What is a Medical Transcriptionist?
The field of health information management is probably larger and more complex than you expect. One category of professional that is often under-recognized is the medical transcriptionist. These administrators work behind the scenes, and the work they do is highly specific. But they play an important role in the effort to improve and advance the delivery of health care for all. Learn more about a career as a medical transcriptionist, and see for yourself if it’s a realistic professional option.
What Does a Medical Transcriptionist Do?
Doctors and other healthcare providers are extremely busy. That is why many rely on voice recorders to keep notes and records. The information in these recordings is important, but it’s largely useless until it has been written out and carefully organized. That is where the medical transcriptionist comes in. These professionals are tasked with listening to the recordings, interpreting the meaning and intent, and writing it down into documents or forms. In some cases, these professionals also review documents created by voice recognition software for errors and omissions.
How is Medical Transcriptionist Different from Billers and Coders?
The work of a medical transcriptionist might sound similar to that of a medical biller or coder, but there are important differences. Medical billers and coders take health information and translate it into an entirely different language of signs and symbols.
A medical transcriptionist simply takes the human voice and writes down what is said in a format that is easier to understand.
They still need to have a careful understanding of anatomy, medical terminology, and heath care processes. But they will not need to be experts in medical billing codes like their close but different colleagues.
Where Does a Medical Transcriptionist Work?
You will find these professionals working in every type of healthcare setting–hospitals, clinics, public health organizations, and residential care facilities. There are also a number of medical transcriptionists who work from home or serve as independent contractors. The work requires a standard computer terminal as well as specialized equipment that allows the transcription process to run faster, more accurately, and more efficiently.
What is Required to Work as a Medical Transcriptionist?
In addition to a high-school diploma or GED, a medical transcriptionist must have either a specialized diploma or an associate’s degree. These can take six months to two years to complete. These programs will combine transcription training with instruction on subjects like medical terminology, pathology and anatomy. Once a program has been completed, it is possible to start looking for work immediately, but most professionals choose to get certified to bolster their credentials. The Association of Healthcare Documentation Integrity (AHDI) offers two types of certification that are well-respected throughout the industry. Both require passing a comprehensive exam, but with the endorsement that comes from certification a medical transcriptionist opens up a lot more career opportunities.
What Skills Must a Medical Transcriptionist Have?

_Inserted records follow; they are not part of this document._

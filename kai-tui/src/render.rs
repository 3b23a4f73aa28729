//! Block tree to styled, width-wrapped terminal lines.
//!
//! Every element kind gets one fixed treatment from [`crate::styles`]. Prose is
//! wrapped with textwrap's first-fit algorithm over styled fragments so a word
//! never loses its formatting when it moves to the next line; code blocks and
//! tables are laid out verbatim and hard-split or clipped instead.
use crate::markdown::{self, plain_text, Block, Document, Inline};
use crate::styles;
use ratatui::style::{Modifier, Style};
use ratatui::text::{Line, Span};
use textwrap::core::Fragment;
use textwrap::wrap_algorithms::wrap_first_fit;
use unicode_width::{UnicodeWidthChar, UnicodeWidthStr};

/// Parse and render in one step.
pub fn render_markdown(text: &str, width: u16) -> Vec<Line<'static>> {
    render(&markdown::parse(text), width)
}

pub fn render(doc: &Document, width: u16) -> Vec<Line<'static>> {
    let mut r = Renderer {
        width: usize::from(width).max(8),
        quote_depth: 0,
        lines: Vec::new(),
    };
    r.blocks(&doc.blocks, &mut Indent::default(), true);
    r.lines
}

/// Word-wrap a single run of plain text, one style throughout.
pub fn wrap_plain(text: &str, style: Style, width: u16) -> Vec<Line<'static>> {
    let avail = usize::from(width).max(1);
    let mut out = Vec::new();
    for raw in text.split('\n') {
        let segs = vec![Seg::new(raw, style)];
        let wrapped = wrap(&segs, avail);
        if wrapped.is_empty() {
            out.push(Line::default());
        }
        out.extend(wrapped.into_iter().map(to_line));
    }
    out
}

#[derive(Debug, Clone)]
struct Seg {
    text: String,
    style: Style,
}

impl Seg {
    fn new(text: impl Into<String>, style: Style) -> Self {
        Self {
            text: text.into(),
            style,
        }
    }
}

fn segs_width(segs: &[Seg]) -> usize {
    segs.iter().map(|s| s.text.width()).sum()
}

fn to_line(segs: Vec<Seg>) -> Line<'static> {
    Line::from(
        segs.into_iter()
            .map(|s| Span::styled(s.text, s.style))
            .collect::<Vec<_>>(),
    )
}

/// Prefix for the next emitted line (`first`) and every line after it (`rest`).
#[derive(Debug, Clone, Default)]
struct Indent {
    first: Vec<Seg>,
    rest: Vec<Seg>,
}

impl Indent {
    fn nest(&self, first: Seg, rest: Seg) -> Self {
        let mut f = self.first.clone();
        f.push(first);
        let mut r = self.rest.clone();
        r.push(rest);
        Self { first: f, rest: r }
    }

    fn width(&self) -> usize {
        segs_width(&self.first).max(segs_width(&self.rest))
    }
}

struct Renderer {
    width: usize,
    quote_depth: usize,
    lines: Vec<Line<'static>>,
}

impl Renderer {
    fn avail(&self, indent: &Indent) -> usize {
        self.width.saturating_sub(indent.width()).max(1)
    }

    fn emit(&mut self, indent: &mut Indent, body: Vec<Seg>) {
        let mut segs = std::mem::replace(&mut indent.first, indent.rest.clone());
        segs.extend(body);
        self.lines.push(to_line(segs));
    }

    fn blocks(&mut self, blocks: &[Block], indent: &mut Indent, spaced: bool) {
        for (i, block) in blocks.iter().enumerate() {
            if i > 0 && spaced {
                self.emit(indent, Vec::new());
            }
            self.block(block, indent);
        }
    }

    fn prose_style(&self) -> Style {
        if self.quote_depth > 0 {
            styles::quote()
        } else {
            styles::paragraph()
        }
    }

    fn prose(&mut self, inlines: &[Inline], base: Style, indent: &mut Indent) {
        let avail = self.avail(indent);
        for line in flatten(inlines, base) {
            for wrapped in wrap(&line, avail) {
                self.emit(indent, wrapped);
            }
        }
    }

    fn block(&mut self, block: &Block, indent: &mut Indent) {
        match block {
            Block::Heading { level, content } => {
                self.prose(content, styles::heading(*level), indent)
            }
            Block::Paragraph(content) => {
                let base = self.prose_style();
                self.prose(content, base, indent)
            }
            Block::List { start, items } => {
                for (n, item) in items.iter().enumerate() {
                    let marker = match start {
                        Some(s) => format!("{}. ", s + n as u64),
                        None => "• ".to_string(),
                    };
                    let pad = " ".repeat(marker.width());
                    let mut child =
                        indent.nest(Seg::new(marker, styles::bullet()), Seg::new(pad, Style::default()));
                    let before = self.lines.len();
                    self.blocks(item, &mut child, false);
                    if self.lines.len() > before {
                        indent.first = indent.rest.clone();
                    }
                }
            }
            Block::CodeBlock { lang, text } => self.code_block(lang.as_deref(), text, indent),
            Block::BlockQuote(inner) => {
                let bar = Seg::new("│ ", styles::quote_bar());
                let mut child = indent.nest(bar.clone(), bar);
                self.quote_depth += 1;
                let before = self.lines.len();
                self.blocks(inner, &mut child, true);
                self.quote_depth -= 1;
                if self.lines.len() > before {
                    indent.first = indent.rest.clone();
                }
            }
            Block::Table { head, rows } => self.table(head, rows, indent),
            Block::Rule => {
                let avail = self.avail(indent);
                self.emit(indent, vec![Seg::new("─".repeat(avail), styles::dim())]);
            }
            Block::Html(html) => {
                for line in html.trim_end_matches('\n').lines() {
                    self.emit(indent, vec![Seg::new(line, styles::dim())]);
                }
            }
        }
    }

    fn code_block(&mut self, lang: Option<&str>, text: &str, indent: &mut Indent) {
        let avail = self.avail(indent);
        if let Some(lang) = lang {
            self.emit(indent, vec![Seg::new(format!(" {lang} "), styles::dim())]);
        }
        for raw in text.trim_end_matches('\n').split('\n') {
            let expanded = raw.replace('\t', "    ");
            for chunk in hard_split(&expanded, avail) {
                let pad = avail.saturating_sub(chunk.width());
                self.emit(
                    indent,
                    vec![Seg::new(chunk + &" ".repeat(pad), styles::code_block())],
                );
            }
        }
    }

    fn table(&mut self, head: &[Vec<Inline>], rows: &[Vec<Vec<Inline>>], indent: &mut Indent) {
        let head: Vec<String> = head.iter().map(|c| plain_text(c)).collect();
        let rows: Vec<Vec<String>> = rows
            .iter()
            .map(|r| r.iter().map(|c| plain_text(c)).collect())
            .collect();

        let columns = rows.iter().map(Vec::len).chain([head.len()]).max().unwrap_or(0);
        let mut widths = vec![0usize; columns];
        for row in rows.iter().chain(std::iter::once(&head)) {
            for (i, cell) in row.iter().enumerate() {
                widths[i] = widths[i].max(cell.width());
            }
        }

        let sep = || Seg::new(" │ ", styles::table_border());
        let row_segs = |cells: &[String], style: Style| {
            let mut segs = Vec::new();
            for (i, width) in widths.iter().enumerate() {
                if i > 0 {
                    segs.push(sep());
                }
                let cell = cells.get(i).map(String::as_str).unwrap_or("");
                let pad = width.saturating_sub(cell.width());
                segs.push(Seg::new(format!("{cell}{}", " ".repeat(pad)), style));
            }
            segs
        };

        if !head.is_empty() {
            self.emit(indent, row_segs(&head, styles::table_header()));
            let rule = widths
                .iter()
                .map(|w| "─".repeat(*w))
                .collect::<Vec<_>>()
                .join("─┼─");
            self.emit(indent, vec![Seg::new(rule, styles::table_border())]);
        }
        let body = self.prose_style();
        for row in &rows {
            self.emit(indent, row_segs(row, body));
        }
    }
}

/// Inline tree to styled segments, one `Vec` per hard line.
fn flatten(inlines: &[Inline], base: Style) -> Vec<Vec<Seg>> {
    let mut lines = vec![Vec::new()];
    flatten_into(inlines, base, &mut lines);
    lines
}

fn flatten_into(inlines: &[Inline], base: Style, lines: &mut Vec<Vec<Seg>>) {
    for inline in inlines {
        match inline {
            Inline::Text(s) => push_seg(lines, Seg::new(s.as_str(), base)),
            Inline::Code(s) => push_seg(lines, Seg::new(s.as_str(), base.patch(styles::inline_code()))),
            Inline::Emphasis(c) => flatten_into(c, base.add_modifier(Modifier::ITALIC), lines),
            Inline::Strong(c) => flatten_into(c, base.add_modifier(Modifier::BOLD), lines),
            Inline::Strikethrough(c) => {
                flatten_into(c, base.add_modifier(Modifier::CROSSED_OUT), lines)
            }
            Inline::Link { url, children } => {
                flatten_into(children, base.patch(styles::link()), lines);
                if plain_text(children) != *url {
                    push_seg(lines, Seg::new(format!(" ({url})"), styles::dim()));
                }
            }
            Inline::Image { url, alt } => {
                let label = if alt.is_empty() {
                    format!("[image] ({url})")
                } else {
                    format!("[image: {alt}] ({url})")
                };
                push_seg(lines, Seg::new(label, styles::image()));
            }
            Inline::Html(s) => push_seg(lines, Seg::new(s.as_str(), styles::dim())),
            Inline::SoftBreak => push_seg(lines, Seg::new(" ", base)),
            Inline::HardBreak => lines.push(Vec::new()),
        }
    }
}

fn push_seg(lines: &mut Vec<Vec<Seg>>, seg: Seg) {
    if let Some(line) = lines.last_mut() {
        line.push(seg);
    }
}

/// A wrappable unit: non-blank text (possibly spanning styles) plus the
/// whitespace that follows it.
#[derive(Debug, Clone)]
struct Word {
    parts: Vec<Seg>,
    width: usize,
    ws: String,
    ws_style: Style,
}

impl Word {
    fn new() -> Self {
        Self {
            parts: Vec::new(),
            width: 0,
            ws: String::new(),
            ws_style: Style::default(),
        }
    }

    fn push_char(&mut self, ch: char, style: Style) {
        match self.parts.last_mut() {
            Some(part) if part.style == style => part.text.push(ch),
            _ => self.parts.push(Seg::new(ch.to_string(), style)),
        }
        self.width += ch.width().unwrap_or(0);
    }
}

impl Fragment for Word {
    fn width(&self) -> f64 {
        self.width as f64
    }

    fn whitespace_width(&self) -> f64 {
        self.ws.width() as f64
    }

    fn penalty_width(&self) -> f64 {
        0.0
    }
}

fn split_words(segs: &[Seg]) -> Vec<Word> {
    let mut words = Vec::new();
    let mut cur = Word::new();
    for seg in segs {
        for ch in seg.text.chars() {
            if ch.is_whitespace() {
                if cur.width > 0 {
                    if cur.ws.is_empty() {
                        cur.ws_style = seg.style;
                    }
                    cur.ws.push(' ');
                }
            } else {
                if !cur.ws.is_empty() {
                    words.push(std::mem::replace(&mut cur, Word::new()));
                }
                cur.push_char(ch, seg.style);
            }
        }
    }
    if cur.width > 0 {
        words.push(cur);
    }
    words
}

/// Break words wider than `avail` into pieces that fit.
fn split_long(word: Word, avail: usize) -> Vec<Word> {
    if word.width <= avail {
        return vec![word];
    }
    let mut out = Vec::new();
    let mut cur = Word::new();
    for part in &word.parts {
        for ch in part.text.chars() {
            let w = ch.width().unwrap_or(0);
            if cur.width + w > avail && cur.width > 0 {
                out.push(std::mem::replace(&mut cur, Word::new()));
            }
            cur.push_char(ch, part.style);
        }
    }
    cur.ws = word.ws;
    cur.ws_style = word.ws_style;
    out.push(cur);
    out
}

fn wrap(segs: &[Seg], avail: usize) -> Vec<Vec<Seg>> {
    let words: Vec<Word> = split_words(segs)
        .into_iter()
        .flat_map(|w| split_long(w, avail))
        .collect();
    if words.is_empty() {
        return Vec::new();
    }

    wrap_first_fit(&words, &[avail as f64])
        .into_iter()
        .map(|line| {
            let mut out = Vec::new();
            for (i, word) in line.iter().enumerate() {
                out.extend(word.parts.iter().cloned());
                if i + 1 < line.len() {
                    out.push(Seg::new(word.ws.as_str(), word.ws_style));
                }
            }
            out
        })
        .collect()
}

fn hard_split(text: &str, avail: usize) -> Vec<String> {
    let mut out = Vec::new();
    let mut cur = String::new();
    let mut width = 0;
    for ch in text.chars() {
        let w = ch.width().unwrap_or(0);
        if width + w > avail && width > 0 {
            out.push(std::mem::take(&mut cur));
            width = 0;
        }
        cur.push(ch);
        width += w;
    }
    out.push(cur);
    out
}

There are all different types of people who enjoy and excel in their roles as medical transcriptionists. However, there is a certain set of skills they all share:
- Writing – Understanding of grammar, spelling, and sentence structure
- Concentration – Paying close attention for long amounts of time
- Independence – Working effectively with little supervision or oversight
- Research – Locating obscure information quickly and accurately
- Typing – Achieving a high level of speed and accuracy
- Memory – Holding onto complex information for extended periods of time
- Commitment – Learning new skills and staying current with medical terms
- Flexibility – Adapting to different languages, accents, and speech styles
What is the Job Outlook for a Medical Transcriptionist?
According to the U.S. Bureau of Labor Statistics (BLS) the demand for medical transcriptionists is expected to shrink in coming years. There are estimated to be 57,400 of these professionals employed in America, but by 2026 that figure is expected to be reduced by 2,000 people, which represents a three percent decline. That is important for anyone considering this career to keep in mind, but it should not necessarily dissuade someone from moving forward with education or certification.
Even if the field is expected to contract, there will remain a demand for qualified medical transcriptionists for years to come. The median pay is estimated at $35,720, making this a fairly lucrative opportunity for someone without a bachelor’s degree. But a job in medical transcription is also a great way to get started in the much larger field of health information management. That field is growing fast and calling loudly for qualified professionals. As opportunities in medical transcription begin to disappear, experienced professionals can transition rather easily onto a parallel career track with almost limitless potential.